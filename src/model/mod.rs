// src/model/mod.rs
//! The source model consumed by every analysis component.
//!
//! Parsing and symbol resolution happen upstream; this module loads the
//! resulting graph and answers structural queries over it. Names that
//! point outside the document are legal and resolve to `None`.

pub mod types;

pub use types::{ClassNode, EntityKind, FieldNode, MethodNode, ProjectModel};

use crate::error::{RegroupError, Result};
use std::fs;
use std::path::Path;

impl ProjectModel {
    /// Parses a model from its JSON representation.
    ///
    /// # Errors
    /// Returns an error when the document is malformed.
    pub fn from_json(content: &str) -> Result<Self> {
        Ok(serde_json::from_str(content)?)
    }

    /// Loads a model document from disk.
    ///
    /// # Errors
    /// Returns an error on I/O failure or a malformed document.
    pub fn load(path: &Path) -> Result<Self> {
        let content = fs::read_to_string(path).map_err(|source| RegroupError::Io {
            source,
            path: path.to_path_buf(),
        })?;
        Self::from_json(&content)
    }

    #[must_use]
    pub fn class(&self, name: &str) -> Option<&ClassNode> {
        self.classes.iter().find(|c| c.name == name)
    }

    #[must_use]
    pub fn method(&self, name: &str) -> Option<&MethodNode> {
        self.methods.iter().find(|m| m.name == name)
    }

    /// Methods declared directly on `class`.
    pub fn methods_of<'a>(&'a self, class: &'a str) -> impl Iterator<Item = &'a MethodNode> {
        self.methods.iter().filter(move |m| m.class == class)
    }

    /// Owning class of a method, when the method is known.
    #[must_use]
    pub fn owner_of(&self, method: &str) -> Option<&str> {
        self.method(method).map(|m| m.class.as_str())
    }

    /// Classes naming `class` among their direct supertypes or interfaces.
    #[must_use]
    pub fn direct_subclasses(&self, class: &str) -> Vec<&ClassNode> {
        self.classes
            .iter()
            .filter(|c| {
                c.super_class.as_deref() == Some(class)
                    || c.supers.iter().any(|s| s == class)
                    || c.interfaces.iter().any(|i| i == class)
            })
            .collect()
    }
}

#[cfg(test)]
mod tests {
    use super::*;

    #[test]
    fn test_defaults_fill_missing_edges() {
        let model = ProjectModel::from_json(
            r#"{
                "packages": ["app"],
                "classes": [{"name": "app.A", "package": "app"}],
                "methods": [{"name": "app.A.run()", "class": "app.A"}]
            }"#,
        )
        .unwrap();

        let class = model.class("app.A").unwrap();
        assert!(class.concrete, "concrete defaults to true");
        assert!(class.fields.is_empty());

        let method = model.method("app.A.run()").unwrap();
        assert!(method.calls.is_empty());
        assert_eq!(model.owner_of("app.A.run()"), Some("app.A"));
    }

    #[test]
    fn test_unknown_names_resolve_to_none() {
        let model = ProjectModel::default();
        assert!(model.class("ghost").is_none());
        assert!(model.owner_of("ghost").is_none());
    }
}
// src/config.rs
//! Run configuration: defaults overlaid by an optional `regroup.toml`
//! in the working directory.

use serde::Deserialize;
use std::fs;
use std::path::Path;

use crate::error::Result;

pub const CONFIG_FILE: &str = "regroup.toml";

#[derive(Debug, Clone, Default)]
pub struct Config {
    pub verbose: bool,
    /// Include the all-pairs distance matrix in console output.
    pub show_matrix: bool,
    /// Stock metric names excluded from the computed table.
    pub disabled_metrics: Vec<String>,
}

#[derive(Debug, Default, Deserialize)]
struct RegroupToml {
    #[serde(default)]
    output: OutputSection,
    #[serde(default)]
    metrics: MetricsSection,
}

#[derive(Debug, Default, Deserialize)]
struct OutputSection {
    #[serde(default)]
    matrix: bool,
    #[serde(default)]
    verbose: bool,
}

#[derive(Debug, Default, Deserialize)]
struct MetricsSection {
    #[serde(default)]
    disabled: Vec<String>,
}

impl Config {
    #[must_use]
    pub fn new() -> Self {
        Self::default()
    }

    /// Loads defaults overlaid by `regroup.toml` when present.
    ///
    /// # Errors
    /// Returns an error when the file exists but is malformed.
    pub fn load() -> Result<Self> {
        let mut config = Self::new();
        if Path::new(CONFIG_FILE).exists() {
            let content = fs::read_to_string(CONFIG_FILE)?;
            config.apply_toml(&content)?;
        }
        Ok(config)
    }

    /// Overlays settings parsed from TOML content.
    ///
    /// # Errors
    /// Returns an error when the content is malformed.
    pub fn apply_toml(&mut self, content: &str) -> Result<()> {
        let parsed: RegroupToml = toml::from_str(content)?;
        self.show_matrix = self.show_matrix || parsed.output.matrix;
        self.verbose = self.verbose || parsed.output.verbose;
        self.disabled_metrics.extend(parsed.metrics.disabled);
        Ok(())
    }
}
// src/engine.rs
//! One analysis run: binds the index, extracts features, normalizes
//! vectors, clusters, and builds the report. The run owns all per-run
//! state; there is no ambient/global context.

use std::collections::BTreeMap;

use crate::cluster::cluster_methods;
use crate::features::{class_features, method_features, FeatureSet};
use crate::index::ProjectIndex;
use crate::model::ProjectModel;
use crate::recommend::{build_report, RefactoringReport};
use crate::vectors::{MetricsTable, VectorModel};

pub struct AnalysisRun<'m> {
    model: &'m ProjectModel,
    index: ProjectIndex<'m>,
}

impl<'m> AnalysisRun<'m> {
    #[must_use]
    pub fn bind(model: &'m ProjectModel) -> Self {
        Self {
            model,
            index: ProjectIndex::bind(model),
        }
    }

    #[must_use]
    pub fn index(&self) -> &ProjectIndex<'m> {
        &self.index
    }

    /// Runs the full pipeline against an externally supplied (or
    /// stock-computed) metrics table.
    #[must_use]
    pub fn run(&self, table: &MetricsTable) -> RefactoringReport {
        let classes: Vec<String> = self.index.classes().iter().cloned().collect();
        let methods: Vec<String> = self.index.methods().iter().cloned().collect();

        let mut features: BTreeMap<String, FeatureSet> = BTreeMap::new();
        for class in &classes {
            features.insert(class.clone(), class_features(&self.index, class));
        }
        for method in &methods {
            features.insert(method.clone(), method_features(&self.index, method));
        }

        let vectors = VectorModel::build(table, &classes, &methods);

        let owners: BTreeMap<String, String> = methods
            .iter()
            .filter_map(|m| {
                self.model
                    .owner_of(m)
                    .map(|owner| (m.clone(), owner.to_string()))
            })
            .collect();

        let partition = cluster_methods(&classes, &methods, &features, &vectors);
        build_report(&classes, &methods, &owners, &partition, &features, &vectors)
    }
}
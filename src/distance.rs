// src/distance.rs
//! The combined distance model: a Jaccard gate over feature sets plus a
//! normalized metric-vector term.
//!
//! A diff coefficient of zero means the pair shares no structural
//! context at all; such pairs are incomparable and never receive a
//! numeric distance.

use serde::{Serialize, Serializer};
use std::fmt;

use crate::features::FeatureSet;

/// Acceptance bound: a method is assignable to a cluster only when its
/// distance falls strictly below this value.
pub const INF: f64 = 1.0;

/// Wire value standing in for "no structural relation" in the matrix.
const UNRELATED_SENTINEL: f64 = -1.0;

/// Jaccard similarity of two feature sets, in `[0, 1]`. Always defined:
/// every feature set contains at least its own entity identifier.
#[must_use]
pub fn diff_coefficient(a: &FeatureSet, b: &FeatureSet) -> f64 {
    let union = a.union(b).count();
    if union == 0 {
        return 0.0;
    }
    let intersection = a.intersection(b).count();
    intersection as f64 / union as f64
}

/// Combined distance for a comparable pair (`diff > 0`): the structural
/// penalty `1 − diff` plus the squared component differences, averaged
/// over the shared component count and square-rooted.
#[must_use]
pub fn vector_distance(a: &[f64], b: &[f64], diff: f64) -> f64 {
    let penalty = INF - diff;
    let sum: f64 = a.iter().zip(b).map(|(x, y)| (x - y) * (x - y)).sum();
    let n = a.len().min(b.len()).max(1) as f64;
    ((penalty + sum) / n).sqrt()
}

/// A distance-matrix cell: a finite distance or the unrelated sentinel.
#[derive(Debug, Clone, Copy, PartialEq)]
pub enum Distance {
    Finite(f64),
    Unrelated,
}

impl Distance {
    /// Applies the gate, then the combined distance.
    #[must_use]
    pub fn between(
        features_a: &FeatureSet,
        features_b: &FeatureSet,
        vector_a: &[f64],
        vector_b: &[f64],
    ) -> Self {
        let diff = diff_coefficient(features_a, features_b);
        if diff == 0.0 {
            Distance::Unrelated
        } else {
            Distance::Finite(vector_distance(vector_a, vector_b, diff))
        }
    }

    #[must_use]
    pub fn is_finite(self) -> bool {
        matches!(self, Distance::Finite(_))
    }
}

impl Serialize for Distance {
    fn serialize<S: Serializer>(&self, serializer: S) -> std::result::Result<S::Ok, S::Error> {
        match self {
            Distance::Finite(d) => serializer.serialize_f64(*d),
            Distance::Unrelated => serializer.serialize_f64(UNRELATED_SENTINEL),
        }
    }
}

impl fmt::Display for Distance {
    fn fmt(&self, f: &mut fmt::Formatter<'_>) -> fmt::Result {
        match self {
            Distance::Finite(d) => write!(f, "{d:.4}"),
            Distance::Unrelated => write!(f, "-"),
        }
    }
}

#[cfg(test)]
mod tests {
    use super::*;

    fn set(items: &[&str]) -> FeatureSet {
        items.iter().map(|s| (*s).to_string()).collect()
    }

    #[test]
    fn test_diff_coefficient_bounds_and_symmetry() {
        let a = set(&["x", "y", "z"]);
        let b = set(&["y", "z", "w"]);
        let d = diff_coefficient(&a, &b);
        assert!((d - 0.5).abs() < 1e-12, "2 shared of 4 total");
        assert_eq!(d, diff_coefficient(&b, &a));
        assert_eq!(diff_coefficient(&a, &a), 1.0);
    }

    #[test]
    fn test_disjoint_sets_are_unrelated() {
        let a = set(&["x"]);
        let b = set(&["y"]);
        assert_eq!(diff_coefficient(&a, &b), 0.0);
        assert_eq!(
            Distance::between(&a, &b, &[0.0], &[0.0]),
            Distance::Unrelated
        );
    }

    #[test]
    fn test_half_overlap_two_metric_example() {
        // diff 0.5, squared differences summing to 0.1, n = 2:
        // sqrt((0.5 + 0.1) / 2) = sqrt(0.3).
        let d = vector_distance(&[0.3, 0.0], &[0.0, 0.1], 0.5);
        assert!((d - 0.3_f64.sqrt()).abs() < 1e-12);
        assert!(d < INF, "assignable");
    }

    #[test]
    fn test_distance_is_symmetric() {
        let a = set(&["x", "y"]);
        let b = set(&["y", "z"]);
        let va = [0.2, 0.1];
        let vb = [0.0, 0.4];
        assert_eq!(
            Distance::between(&a, &b, &va, &vb),
            Distance::between(&b, &a, &vb, &va)
        );
    }

    #[test]
    fn test_empty_vectors_fall_back_to_structural_term() {
        let d = vector_distance(&[], &[], 0.5);
        assert!((d - 0.5_f64.sqrt()).abs() < 1e-12);
    }

    #[test]
    fn test_sentinel_serializes_as_negative_one() {
        let json = serde_json::to_string(&Distance::Unrelated).unwrap();
        assert_eq!(json, "-1.0");
    }
}
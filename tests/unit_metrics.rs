// tests/unit_metrics.rs
//! Tests for the stock metric calculators against hand-computed values.

use regroup_core::engine::AnalysisRun;
use regroup_core::metrics::{compute_table, MetricContext};
use regroup_core::model::ProjectModel;
use regroup_core::vectors::MetricsTable;

fn fixture() -> ProjectModel {
    ProjectModel::from_json(
        r#"{
            "packages": ["app"],
            "classes": [
                {"name": "app.Base", "package": "app"},
                {"name": "app.Derived", "package": "app", "super_class": "app.Base"},
                {
                    "name": "app.Store",
                    "package": "app",
                    "fields": [{"name": "app.Store.a"}, {"name": "app.Store.b"}]
                }
            ],
            "methods": [
                {"name": "app.Base.m()", "class": "app.Base"},
                {"name": "app.Derived.f()", "class": "app.Derived", "calls": ["app.Base.m()"]},
                {"name": "app.Store.get_a()", "class": "app.Store", "reads": ["app.Store.a"]},
                {"name": "app.Store.set_a()", "class": "app.Store", "reads": ["app.Store.a"]},
                {"name": "app.Store.get_b()", "class": "app.Store", "reads": ["app.Store.b"]}
            ]
        }"#,
    )
    .unwrap()
}

fn table(model: &ProjectModel) -> MetricsTable {
    let run = AnalysisRun::bind(model);
    let ctx = MetricContext {
        model,
        index: run.index(),
    };
    compute_table(&ctx, &[])
}

fn value(table: &MetricsTable, category: &str, metric: &str, entity: &str) -> f64 {
    let metrics = if category == "class" {
        &table.class_metrics
    } else {
        &table.method_metrics
    };
    metrics[metric][entity]
}

#[test]
fn test_depth_of_inheritance() {
    let model = fixture();
    let table = table(&model);
    assert_eq!(value(&table, "class", "dit", "app.Base"), 1.0);
    assert_eq!(value(&table, "class", "dit", "app.Derived"), 2.0);
    assert_eq!(value(&table, "class", "dit", "app.Store"), 1.0);
    assert_eq!(value(&table, "method", "dit", "app.Derived.f()"), 2.0);
}

#[test]
fn test_number_of_children() {
    let model = fixture();
    let table = table(&model);
    assert_eq!(value(&table, "class", "noc", "app.Base"), 1.0);
    assert_eq!(value(&table, "class", "noc", "app.Derived"), 0.0);
    assert_eq!(value(&table, "method", "noc", "app.Base.m()"), 1.0);
}

#[test]
fn test_fan_out_counts_distinct_referenced_classes() {
    let model = fixture();
    let table = table(&model);
    // Derived inherits m() and calls Base.m(), whose owner is Base.
    assert_eq!(value(&table, "class", "fan_out", "app.Derived"), 1.0);
    assert_eq!(value(&table, "class", "fan_out", "app.Store"), 0.0);
}

#[test]
fn test_fan_in_excludes_own_class() {
    let model = fixture();
    let table = table(&model);
    assert_eq!(value(&table, "method", "fan_in", "app.Base.m()"), 1.0);
    assert_eq!(value(&table, "method", "fan_in", "app.Store.get_a()"), 0.0);
}

#[test]
fn test_loose_class_coupling_ratio() {
    let model = fixture();
    let table = table(&model);
    // Of the three Store method pairs, only (get_a, set_a) share a field.
    let lcc = value(&table, "class", "lcc", "app.Store");
    assert!((lcc - 1.0 / 3.0).abs() < 1e-12);
    // Fewer than two methods: defined as zero.
    assert_eq!(value(&table, "class", "lcc", "app.Base"), 0.0);
}

#[test]
fn test_disabled_metrics_are_omitted() {
    let model = fixture();
    let run = AnalysisRun::bind(&model);
    let ctx = MetricContext {
        model: &model,
        index: run.index(),
    };
    let table = compute_table(&ctx, &["lcc".to_string()]);
    assert!(!table.class_metrics.contains_key("lcc"));
    assert!(table.class_metrics.contains_key("dit"));
}
// tests/unit_io.rs
//! Tests for loading model and metrics documents from disk.

use std::fs;
use std::path::Path;

use regroup_core::error::RegroupError;
use regroup_core::model::ProjectModel;
use regroup_core::vectors::MetricsTable;

#[test]
fn test_load_model_from_disk() {
    let dir = tempfile::tempdir().unwrap();
    let path = dir.path().join("model.json");
    fs::write(
        &path,
        r#"{
            "packages": ["app"],
            "classes": [{"name": "app.A", "package": "app"}],
            "methods": [{"name": "app.A.run()", "class": "app.A"}]
        }"#,
    )
    .unwrap();

    let model = ProjectModel::load(&path).unwrap();
    assert_eq!(model.classes.len(), 1);
    assert_eq!(model.owner_of("app.A.run()"), Some("app.A"));
}

#[test]
fn test_load_metrics_table_from_disk() {
    let dir = tempfile::tempdir().unwrap();
    let path = dir.path().join("metrics.json");
    fs::write(&path, r#"{"class_metrics": {"dit": {"app.A": 1.0}}}"#).unwrap();

    let table = MetricsTable::load(&path).unwrap();
    assert_eq!(table.class_metrics["dit"]["app.A"], 1.0);
    assert!(table.method_metrics.is_empty());
}

#[test]
fn test_missing_file_reports_its_path() {
    let err = ProjectModel::load(Path::new("/no/such/model.json")).unwrap_err();
    match err {
        RegroupError::Io { path, .. } => {
            assert_eq!(path, Path::new("/no/such/model.json"));
        }
        other => panic!("expected an I/O error, got {other}"),
    }
}

#[test]
fn test_malformed_document_is_a_json_error() {
    let dir = tempfile::tempdir().unwrap();
    let path = dir.path().join("model.json");
    fs::write(&path, "{ not json").unwrap();

    let err = ProjectModel::load(&path).unwrap_err();
    assert!(matches!(err, RegroupError::Json(_)));
}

####

WORK TO COMPLETE: Would you please write out, exactly and with no other lines, the stretch of the listing above from the line containing "fn serialize<S: Serializer>(&self, serializer: S)" through the line containing "fn set(items: &[&str])"?

SOLUTION TO THIS PROBLEM:
    fn serialize<S: Serializer>(&self, serializer: S) -> std::result::Result<S::Ok, S::Error> {
        match self {
            Distance::Finite(d) => serializer.serialize_f64(*d),
            Distance::Unrelated => serializer.serialize_f64(UNRELATED_SENTINEL),
        }
    }
}

impl fmt::Display for Distance {
    fn fmt(&self, f: &mut fmt::Formatter<'_>) -> fmt::Result {
        match self {
            Distance::Finite(d) => write!(f, "{d:.4}"),
            Distance::Unrelated => write!(f, "-"),
        }
    }
}

#[cfg(test)]
mod tests {
    use super::*;

    fn set(items: &[&str]) -> FeatureSet {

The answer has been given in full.